Dataset ▸
━━━━━━━━━━━━━━━━━━━━
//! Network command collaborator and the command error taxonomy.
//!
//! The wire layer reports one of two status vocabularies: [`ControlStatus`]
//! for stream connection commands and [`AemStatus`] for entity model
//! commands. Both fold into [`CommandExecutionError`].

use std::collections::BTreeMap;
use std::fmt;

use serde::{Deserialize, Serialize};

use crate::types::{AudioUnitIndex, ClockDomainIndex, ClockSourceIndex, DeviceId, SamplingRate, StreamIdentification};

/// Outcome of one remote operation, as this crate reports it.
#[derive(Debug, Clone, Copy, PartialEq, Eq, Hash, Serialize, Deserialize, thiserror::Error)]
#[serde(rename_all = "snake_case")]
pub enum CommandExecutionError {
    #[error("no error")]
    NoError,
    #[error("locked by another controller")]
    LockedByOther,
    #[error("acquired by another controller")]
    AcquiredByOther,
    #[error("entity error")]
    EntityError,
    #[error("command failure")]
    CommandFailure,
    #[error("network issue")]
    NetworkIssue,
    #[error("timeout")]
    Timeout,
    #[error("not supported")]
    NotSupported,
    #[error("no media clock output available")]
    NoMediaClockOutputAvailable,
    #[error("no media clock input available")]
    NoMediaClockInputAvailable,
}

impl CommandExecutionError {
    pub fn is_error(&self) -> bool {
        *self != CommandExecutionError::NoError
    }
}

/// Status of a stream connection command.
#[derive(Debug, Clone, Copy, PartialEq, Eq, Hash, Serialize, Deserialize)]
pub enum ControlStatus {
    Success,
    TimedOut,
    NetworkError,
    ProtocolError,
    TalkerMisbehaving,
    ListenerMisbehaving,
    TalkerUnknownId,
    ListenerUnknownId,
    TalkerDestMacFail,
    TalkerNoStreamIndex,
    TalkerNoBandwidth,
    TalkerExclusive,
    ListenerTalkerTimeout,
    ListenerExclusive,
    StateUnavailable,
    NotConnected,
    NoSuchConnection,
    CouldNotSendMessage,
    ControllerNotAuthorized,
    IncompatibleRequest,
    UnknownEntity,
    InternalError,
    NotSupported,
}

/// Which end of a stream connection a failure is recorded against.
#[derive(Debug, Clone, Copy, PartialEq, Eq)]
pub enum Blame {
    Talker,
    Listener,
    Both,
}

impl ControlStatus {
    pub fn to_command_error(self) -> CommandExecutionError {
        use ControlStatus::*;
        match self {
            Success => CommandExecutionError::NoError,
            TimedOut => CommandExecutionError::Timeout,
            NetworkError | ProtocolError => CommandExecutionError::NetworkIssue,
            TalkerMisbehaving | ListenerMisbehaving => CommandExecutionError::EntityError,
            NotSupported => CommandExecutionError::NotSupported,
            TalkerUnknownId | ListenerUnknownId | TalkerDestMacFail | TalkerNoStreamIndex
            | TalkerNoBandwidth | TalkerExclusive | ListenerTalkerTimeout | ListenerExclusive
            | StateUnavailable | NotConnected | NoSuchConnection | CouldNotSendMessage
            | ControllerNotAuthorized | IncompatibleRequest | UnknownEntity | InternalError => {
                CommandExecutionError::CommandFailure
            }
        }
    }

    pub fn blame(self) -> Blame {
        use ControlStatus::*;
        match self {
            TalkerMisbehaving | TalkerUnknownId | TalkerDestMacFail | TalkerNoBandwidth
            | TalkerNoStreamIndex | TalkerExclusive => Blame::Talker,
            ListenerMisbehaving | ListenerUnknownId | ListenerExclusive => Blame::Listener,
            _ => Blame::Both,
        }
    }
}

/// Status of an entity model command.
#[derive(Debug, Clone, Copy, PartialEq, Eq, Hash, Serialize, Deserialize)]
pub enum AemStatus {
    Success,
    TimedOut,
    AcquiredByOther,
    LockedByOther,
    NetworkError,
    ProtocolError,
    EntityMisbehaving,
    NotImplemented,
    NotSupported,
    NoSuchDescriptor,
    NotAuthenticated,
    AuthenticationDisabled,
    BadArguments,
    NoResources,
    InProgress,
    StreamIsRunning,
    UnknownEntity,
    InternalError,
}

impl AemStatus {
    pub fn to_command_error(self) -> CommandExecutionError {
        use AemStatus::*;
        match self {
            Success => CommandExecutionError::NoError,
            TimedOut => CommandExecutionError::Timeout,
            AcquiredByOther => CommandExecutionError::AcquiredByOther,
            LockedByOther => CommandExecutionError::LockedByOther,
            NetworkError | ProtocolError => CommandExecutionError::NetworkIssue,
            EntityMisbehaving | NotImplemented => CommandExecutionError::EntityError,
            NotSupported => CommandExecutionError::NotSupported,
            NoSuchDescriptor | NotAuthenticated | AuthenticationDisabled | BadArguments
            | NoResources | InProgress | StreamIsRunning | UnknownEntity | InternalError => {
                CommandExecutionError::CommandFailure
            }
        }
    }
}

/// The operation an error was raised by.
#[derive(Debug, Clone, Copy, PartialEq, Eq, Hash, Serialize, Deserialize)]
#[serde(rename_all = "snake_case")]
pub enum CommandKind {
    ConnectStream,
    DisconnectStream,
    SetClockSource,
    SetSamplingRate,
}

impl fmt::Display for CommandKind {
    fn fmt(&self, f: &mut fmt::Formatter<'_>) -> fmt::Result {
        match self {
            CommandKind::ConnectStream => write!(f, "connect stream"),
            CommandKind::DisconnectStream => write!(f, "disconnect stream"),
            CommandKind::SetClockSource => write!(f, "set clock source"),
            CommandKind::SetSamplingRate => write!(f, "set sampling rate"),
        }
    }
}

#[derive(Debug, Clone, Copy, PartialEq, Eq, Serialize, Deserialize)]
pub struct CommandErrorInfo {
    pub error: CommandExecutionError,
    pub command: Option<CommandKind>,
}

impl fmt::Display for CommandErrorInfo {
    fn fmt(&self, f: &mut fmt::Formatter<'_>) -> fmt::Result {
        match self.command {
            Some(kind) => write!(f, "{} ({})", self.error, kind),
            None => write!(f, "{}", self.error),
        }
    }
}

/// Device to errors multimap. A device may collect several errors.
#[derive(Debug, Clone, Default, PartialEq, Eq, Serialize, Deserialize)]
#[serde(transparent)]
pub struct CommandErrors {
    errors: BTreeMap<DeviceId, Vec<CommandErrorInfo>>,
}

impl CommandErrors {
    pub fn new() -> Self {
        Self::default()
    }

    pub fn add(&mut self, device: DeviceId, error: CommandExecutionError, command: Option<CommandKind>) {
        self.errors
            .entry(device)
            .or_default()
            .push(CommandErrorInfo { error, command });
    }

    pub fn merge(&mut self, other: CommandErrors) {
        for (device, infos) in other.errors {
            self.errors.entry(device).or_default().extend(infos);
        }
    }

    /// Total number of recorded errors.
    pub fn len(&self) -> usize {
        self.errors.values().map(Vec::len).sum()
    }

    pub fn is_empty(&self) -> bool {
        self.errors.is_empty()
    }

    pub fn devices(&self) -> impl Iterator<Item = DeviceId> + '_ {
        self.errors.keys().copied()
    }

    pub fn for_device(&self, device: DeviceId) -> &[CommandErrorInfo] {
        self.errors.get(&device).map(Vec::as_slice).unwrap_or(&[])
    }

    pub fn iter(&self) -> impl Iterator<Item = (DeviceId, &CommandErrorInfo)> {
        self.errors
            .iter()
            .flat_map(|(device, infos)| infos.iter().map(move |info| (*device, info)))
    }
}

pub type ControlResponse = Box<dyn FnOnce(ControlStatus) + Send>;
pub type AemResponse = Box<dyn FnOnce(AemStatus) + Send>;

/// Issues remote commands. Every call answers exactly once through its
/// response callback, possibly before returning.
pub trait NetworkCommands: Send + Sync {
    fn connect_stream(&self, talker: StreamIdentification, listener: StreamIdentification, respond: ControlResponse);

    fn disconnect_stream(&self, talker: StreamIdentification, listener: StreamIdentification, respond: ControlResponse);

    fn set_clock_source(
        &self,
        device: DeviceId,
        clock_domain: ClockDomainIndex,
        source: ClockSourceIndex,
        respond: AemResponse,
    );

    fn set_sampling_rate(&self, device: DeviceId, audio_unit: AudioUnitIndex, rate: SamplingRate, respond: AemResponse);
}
━━━━━━━━━━━━━━━━━━━━
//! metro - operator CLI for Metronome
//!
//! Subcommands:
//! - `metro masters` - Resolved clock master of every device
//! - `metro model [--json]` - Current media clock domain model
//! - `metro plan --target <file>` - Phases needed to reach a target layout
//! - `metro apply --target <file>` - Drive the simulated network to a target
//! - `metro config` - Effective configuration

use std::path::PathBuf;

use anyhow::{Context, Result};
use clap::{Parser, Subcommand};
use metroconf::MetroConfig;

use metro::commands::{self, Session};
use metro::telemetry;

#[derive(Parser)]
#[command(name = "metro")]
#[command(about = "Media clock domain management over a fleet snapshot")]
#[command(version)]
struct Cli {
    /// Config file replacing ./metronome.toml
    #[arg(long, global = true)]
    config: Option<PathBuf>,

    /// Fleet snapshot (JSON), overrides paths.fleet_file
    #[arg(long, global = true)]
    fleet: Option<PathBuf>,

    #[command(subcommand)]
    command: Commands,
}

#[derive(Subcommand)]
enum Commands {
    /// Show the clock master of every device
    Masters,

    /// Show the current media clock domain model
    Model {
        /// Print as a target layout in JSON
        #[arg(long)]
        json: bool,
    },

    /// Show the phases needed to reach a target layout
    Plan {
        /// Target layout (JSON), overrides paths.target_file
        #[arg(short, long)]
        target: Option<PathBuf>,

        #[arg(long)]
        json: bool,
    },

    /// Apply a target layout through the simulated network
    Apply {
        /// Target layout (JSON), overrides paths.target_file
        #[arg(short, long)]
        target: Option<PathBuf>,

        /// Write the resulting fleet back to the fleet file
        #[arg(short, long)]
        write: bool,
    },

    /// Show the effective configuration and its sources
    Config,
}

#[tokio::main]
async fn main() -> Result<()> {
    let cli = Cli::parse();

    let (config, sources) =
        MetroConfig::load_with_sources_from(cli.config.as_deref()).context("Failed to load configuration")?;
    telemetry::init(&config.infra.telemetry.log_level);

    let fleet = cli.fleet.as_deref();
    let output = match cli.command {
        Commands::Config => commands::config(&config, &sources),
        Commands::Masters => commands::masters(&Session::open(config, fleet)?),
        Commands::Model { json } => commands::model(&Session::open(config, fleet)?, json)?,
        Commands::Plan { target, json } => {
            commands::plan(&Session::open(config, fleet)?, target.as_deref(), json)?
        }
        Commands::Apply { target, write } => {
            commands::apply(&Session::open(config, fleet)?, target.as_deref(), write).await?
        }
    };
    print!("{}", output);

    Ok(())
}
━━━━━━━━━━━━━━━━━━━━
Only the lines above from the line containing "self.errors.get(&device).map(Vec::as_slice).unwrap_or(&[])" through the line containing "possibly before returning." should be retyped, exactly and with both ends included.

Answer below ▸
        self.errors.get(&device).map(Vec::as_slice).unwrap_or(&[])
    }

    pub fn iter(&self) -> impl Iterator<Item = (DeviceId, &CommandErrorInfo)> {
        self.errors
            .iter()
            .flat_map(|(device, infos)| infos.iter().map(move |info| (*device, info)))
    }
}

pub type ControlResponse = Box<dyn FnOnce(ControlStatus) + Send>;
pub type AemResponse = Box<dyn FnOnce(AemStatus) + Send>;

/// Issues remote commands. Every call answers exactly once through its
/// response callback, possibly before returning.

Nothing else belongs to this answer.